I digress, for this is, after all, (supposed to be) a blog on "international relations." What prompted the above paragraph-long ramble on the NPV of the life sciences building was, in fact, a product of two things: (a) work-related research into innovation practices for highly-trained knowledge workers and, (b) attempted procrastination by looking at a recent supplementary report in Nature Biotechnology. on "Health Biotechnology Innovation in Developing Countries" (a list that included, somehow, South Korea -- but the other members seemed reasonable). What caught my eye was the report's discussion of legal and regulatory influences on Biotechnological innovation in Brazil. As far as I can remember, little notice was given in main media last December when President da Silva signed into a law a bill tellingly titled the "Innovation Law." At core, the bill aims to:
1. Encourage the public and private sectors to share staff, funding and facilities such as laboratories.
2. Allow funding by private companies to public institutions to carry out research on their behalf.
From either an economic growth, or business innovation perspective this only makes sense.

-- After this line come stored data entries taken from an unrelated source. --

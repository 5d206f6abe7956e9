use actix_web::{HttpRequest, HttpResponse, Result as ActixResult};
use tracing::error;

use super::DepartmentService;
use crate::models::{
    ApiResponse, ErrorCode,
    departments::{requests::CreateDepartmentRequest, responses::DepartmentResponse},
};
use crate::utils::validate::validate_department_code;

pub async fn create_department(
    service: &DepartmentService,
    department_data: CreateDepartmentRequest,
    request: &HttpRequest,
) -> ActixResult<HttpResponse> {
    // 名称不能为空
    if department_data.name.trim().is_empty() {
        return Ok(HttpResponse::BadRequest().json(ApiResponse::error_empty(
            ErrorCode::BadRequest,
            "Department name is required",
        )));
    }

    // 短码格式校验
    let code = department_data.code.trim().to_uppercase();
    if let Err(msg) = validate_department_code(&code) {
        return Ok(HttpResponse::BadRequest().json(ApiResponse::error_empty(ErrorCode::BadRequest, msg)));
    }

    let storage = service.get_storage(request);

    // 先查短码冲突给出明确错误，唯一索引兜底
    match storage.get_department_by_code(&code).await {
        Ok(Some(_)) => {
            return Ok(HttpResponse::Conflict().json(ApiResponse::error_empty(
                ErrorCode::DepartmentAlreadyExists,
                "Department code already exists",
            )));
        }
        Ok(None) => {}
        Err(e) => {
            return Ok(
                HttpResponse::InternalServerError().json(ApiResponse::error_empty(
                    ErrorCode::InternalServerError,
                    format!("Failed to check department code: {e}"),
                )),
            );
        }
    }

    match storage.create_department(department_data).await {
        Ok(department) => Ok(HttpResponse::Created().json(ApiResponse::success(
            DepartmentResponse { department },
            "院系创建成功",
        ))),
        Err(e) => {
            let msg = format!("Department creation failed: {e}");
            error!("{}", msg);
            // 判断是否唯一约束冲突
            if msg.contains("UNIQUE constraint failed") {
                Ok(HttpResponse::Conflict().json(ApiResponse::error_empty(
                    ErrorCode::DepartmentAlreadyExists,
                    "Department name or code already exists",
                )))
            } else {
                Ok(HttpResponse::InternalServerError()
                    .json(ApiResponse::error_empty(ErrorCode::InternalServerError, msg)))
            }
        }
    }
}
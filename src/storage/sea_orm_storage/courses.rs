use super::SeaOrmStorage;
use crate::entity::courses::{ActiveModel, Column, Entity as Courses};
use crate::errors::{CampusRateError, Result};
use crate::models::{
    PaginationInfo,
    courses::{
        entities::Course,
        requests::{CourseListQuery, CreateCourseRequest, UpdateCourseRequest},
        responses::CourseListResponse,
    },
    departments::entities::Department,
};
use crate::utils::escape_like_pattern;
use sea_orm::{
    ActiveModelTrait, ColumnTrait, Condition, EntityTrait, PaginatorTrait, QueryFilter, QueryOrder,
    QuerySelect, Set,
};

fn encode_string_list(list: &[String]) -> Option<String> {
    if list.is_empty() {
        None
    } else {
        serde_json::to_string(list).ok()
    }
}

impl SeaOrmStorage {
    /// 创建课程
    pub async fn create_course_impl(&self, req: CreateCourseRequest) -> Result<Course> {
        let now = chrono::Utc::now().timestamp();

        let model = ActiveModel {
            department_id: Set(req.department_id),
            course_number: Set(req.course_number),
            name: Set(req.name),
            credit_hours: Set(req.credit_hours),
            description: Set(req.description),
            prerequisites: Set(encode_string_list(&req.prerequisites)),
            corequisites: Set(encode_string_list(&req.corequisites)),
            syllabus: Set(req.syllabus),
            created_at: Set(now),
            updated_at: Set(now),
            ..Default::default()
        };

        let result = model
            .insert(&self.db)
            .await
            .map_err(|e| CampusRateError::database_operation(format!("创建课程失败: {e}")))?;

        Ok(result.into_course())
    }

    /// 通过 ID 获取课程
    pub async fn get_course_by_id_impl(&self, id: i64) -> Result<Option<Course>> {
        let result = Courses::find_by_id(id)
            .one(&self.db)
            .await
            .map_err(|e| CampusRateError::database_operation(format!("查询课程失败: {e}")))?;

        Ok(result.map(|m| m.into_course()))
    }

    /// 课程及所属院系联表查询，产出反规范化记录
    pub async fn get_course_with_department_impl(
        &self,
        id: i64,
    ) -> Result<Option<(Course, Option<Department>)>> {
        let result = Courses::find_by_id(id)
            .find_also_related(crate::entity::prelude::Departments)
            .one(&self.db)
            .await
            .map_err(|e| CampusRateError::database_operation(format!("查询课程失败: {e}")))?;

        Ok(result.map(|(course, department)| {
            (
                course.into_course(),
                department.map(|d| d.into_department()),
            )
        }))
    }

    /// 通过 (院系, 课程编号) 获取课程
    pub async fn get_course_by_department_and_number_impl(
        &self,
        department_id: i64,
        course_number: &str,
    ) -> Result<Option<Course>> {
        let result = Courses::find()
            .filter(Column::DepartmentId.eq(department_id))
            .filter(Column::CourseNumber.eq(course_number))
            .one(&self.db)
            .await
            .map_err(|e| CampusRateError::database_operation(format!("查询课程失败: {e}")))?;

        Ok(result.map(|m| m.into_course()))
    }

    /// 分页列出课程
    pub async fn list_courses_with_pagination_impl(
        &self,
        query: CourseListQuery,
    ) -> Result<CourseListResponse> {
        let page = query.page.unwrap_or(1).max(1) as u64;
        let size = query.size.unwrap_or(10).clamp(1, 100) as u64;

        let mut select = Courses::find();

        if let Some(department_id) = query.department_id {
            select = select.filter(Column::DepartmentId.eq(department_id));
        }

        if let Some(ref search) = query.search
            && !search.trim().is_empty()
        {
            let escaped = escape_like_pattern(search.trim());
            select = select.filter(
                Condition::any()
                    .add(Column::Name.contains(&escaped))
                    .add(Column::CourseNumber.contains(&escaped)),
            );
        }

        select = select.order_by_asc(Column::CourseNumber);

        let paginator = select.paginate(&self.db, size);
        let total = paginator
            .num_items()
            .await
            .map_err(|e| CampusRateError::database_operation(format!("查询课程总数失败: {e}")))?;

        let pages = paginator
            .num_pages()
            .await
            .map_err(|e| CampusRateError::database_operation(format!("查询课程页数失败: {e}")))?;

        let courses = paginator
            .fetch_page(page - 1)
            .await
            .map_err(|e| CampusRateError::database_operation(format!("查询课程列表失败: {e}")))?;

        Ok(CourseListResponse {
            items: courses.into_iter().map(|m| m.into_course()).collect(),
            pagination: PaginationInfo {
                page: page as i64,
                page_size: size as i64,
                total: total as i64,
                total_pages: pages as i64,
            },
        })
    }

    /// 更新课程信息
    pub async fn update_course_impl(
        &self,
        id: i64,
        update: UpdateCourseRequest,
    ) -> Result<Option<Course>> {
        let existing = self.get_course_by_id_impl(id).await?;
        if existing.is_none() {
            return Ok(None);
        }

        let now = chrono::Utc::now().timestamp();

        let mut model = ActiveModel {
            id: Set(id),
            updated_at: Set(now),
            ..Default::default()
        };

        if let Some(department_id) = update.department_id {
            model.department_id = Set(department_id);
        }

        if let Some(course_number) = update.course_number {
            model.course_number = Set(course_number);
        }

        if let Some(name) = update.name {
            model.name = Set(name);
        }

        if let Some(credit_hours) = update.credit_hours {
            model.credit_hours = Set(Some(credit_hours));
        }

        if let Some(description) = update.description {
            model.description = Set(Some(description));
        }

        if let Some(prerequisites) = update.prerequisites {
            model.prerequisites = Set(encode_string_list(&prerequisites));
        }

        if let Some(corequisites) = update.corequisites {
            model.corequisites = Set(encode_string_list(&corequisites));
        }

        if let Some(syllabus) = update.syllabus {
            model.syllabus = Set(Some(syllabus));
        }

        model
            .update(&self.db)
            .await
            .map_err(|e| CampusRateError::database_operation(format!("更新课程失败: {e}")))?;

        self.get_course_by_id_impl(id).await
    }

    /// 删除课程（评价引用校验在服务层完成）
    pub async fn delete_course_impl(&self, id: i64) -> Result<bool> {
        let result = Courses::delete_by_id(id)
            .exec(&self.db)
            .await
            .map_err(|e| CampusRateError::database_operation(format!("删除课程失败: {e}")))?;

        Ok(result.rows_affected > 0)
    }

    /// 统计课程数量
    pub async fn count_courses_impl(&self) -> Result<u64> {
        let count = Courses::find()
            .count(&self.db)
            .await
            .map_err(|e| CampusRateError::database_operation(format!("统计课程数量失败: {e}")))?;

        Ok(count)
    }

    /// 按编号前缀查找课程，可限定院系
    pub async fn find_courses_by_number_prefix_impl(
        &self,
        department_id: Option<i64>,
        prefix: &str,
        limit: u64,
    ) -> Result<Vec<Course>> {
        let escaped = escape_like_pattern(prefix);
        let mut select = Courses::find().filter(Column::CourseNumber.starts_with(&escaped));

        if let Some(department_id) = department_id {
            select = select.filter(Column::DepartmentId.eq(department_id));
        }

        let courses = select
            .order_by_asc(Column::CourseNumber)
            .limit(limit)
            .all(&self.db)
            .await
            .map_err(|e| CampusRateError::database_operation(format!("搜索课程失败: {e}")))?;

        Ok(courses.into_iter().map(|m| m.into_course()).collect())
    }

    /// 按名称子串查找课程
    pub async fn find_courses_by_name_impl(
        &self,
        name_substring: &str,
        limit: u64,
    ) -> Result<Vec<Course>> {
        let escaped = escape_like_pattern(name_substring);
        let courses = Courses::find()
            .filter(Column::Name.contains(&escaped))
            .order_by_asc(Column::CourseNumber)
            .limit(limit)
            .all(&self.db)
            .await
            .map_err(|e| CampusRateError::database_operation(format!("搜索课程失败: {e}")))?;

        Ok(courses.into_iter().map(|m| m.into_course()).collect())
    }
}
//! 教授-课程关联实体（任教课程）

use sea_orm::entity::prelude::*;

#[derive(Clone, Debug, PartialEq, DeriveEntityModel)]
#[sea_orm(table_name = "professor_courses")]
pub struct Model {
    #[sea_orm(primary_key)]
    pub id: i64,
    pub professor_id: i64,
    pub course_id: i64,
}

#[derive(Copy, Clone, Debug, EnumIter, DeriveRelation)]
pub enum Relation {
    #[sea_orm(
        belongs_to = "super::professors::Entity",
        from = "Column::ProfessorId",
        to = "super::professors::Column::Id"
    )]
    Professor,
    #[sea_orm(
        belongs_to = "super::courses::Entity",
        from = "Column::CourseId",
        to = "super::courses::Column::Id"
    )]
    Course,
}

impl Related<super::professors::Entity> for Entity {
    fn to() -> RelationDef {
        Relation::Professor.def()
    }
}

impl Related<super::courses::Entity> for Entity {
    fn to() -> RelationDef {
        Relation::Course.def()
    }
}

impl ActiveModelBehavior for ActiveModel {}
pub mod entities;
pub mod requests;
pub mod responses;

pub use requests::*;
pub use responses::*;
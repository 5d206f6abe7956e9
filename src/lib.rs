//! CampusRate - 课程与教授评价平台后端服务
//!
//! 基于 Actix Web 构建的大学课程/教授评价系统后端。
//!
//! # 架构
//! - `cache`: 缓存层（Moka/Redis）
//! - `config`: 配置管理
//! - `email`: 邮件发送（验证码/密码重置）
//! - `entity`: SeaORM 数据库实体
//! - `errors`: 统一错误处理
//! - `middlewares`: 认证授权中间件
//! - `models`: 数据模型定义
//! - `routes`: API 路由层
//! - `runtime`: 运行时生命周期管理
//! - `services`: 业务逻辑层（审核状态机、评分聚合器、投票、搜索）
//! - `storage`: 数据存储层（SeaORM）
//! - `utils`: 工具函数

pub mod cache;
pub mod config;
pub mod email;
pub mod entity;
pub mod errors;
pub mod middlewares;
pub mod models;
pub mod routes;
pub mod runtime;
pub mod services;
pub mod storage;
pub mod utils;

What's interesting here is that full details won't be released until April 2005; and Biotech private industry spokespeople -- both Brazilian and global -- seem to be withholding full judgement until the government provides its fine-print. Still, if the bill's bespoken goals are even marginally met, the country's ability to participate actively in Biotech (as well as other knowledge-intensive research fields) will likely increase. According to the WIPO, 70% of Brazilian R&D expenses are currently financed with public resources, and 80% of Brazilian researchers carry out their activities within public institutions (universities or research centers), concentrating on the production of scientific papers -- that is, not currently on life-improving or coffer- and pocket-lining products and services. Because this will be a change in line with da Silva's pro-technology, pro-public involvement in private innovation policies, once-fleshed, the bill seems likely to come as full as promised. Whether the result is increased focus on profitable scientific ventures (given market sizes and wealth: cardiovascular, endocrinological, or consumer health -- all top selling therapeutic areas in the US, Japan, and western Europe) or research on issues closer to home (HIVS/AIDS, Chagas, etc) of course, remains to be seen. From a pure growth or economic development standpoint, probably either route would be a good one.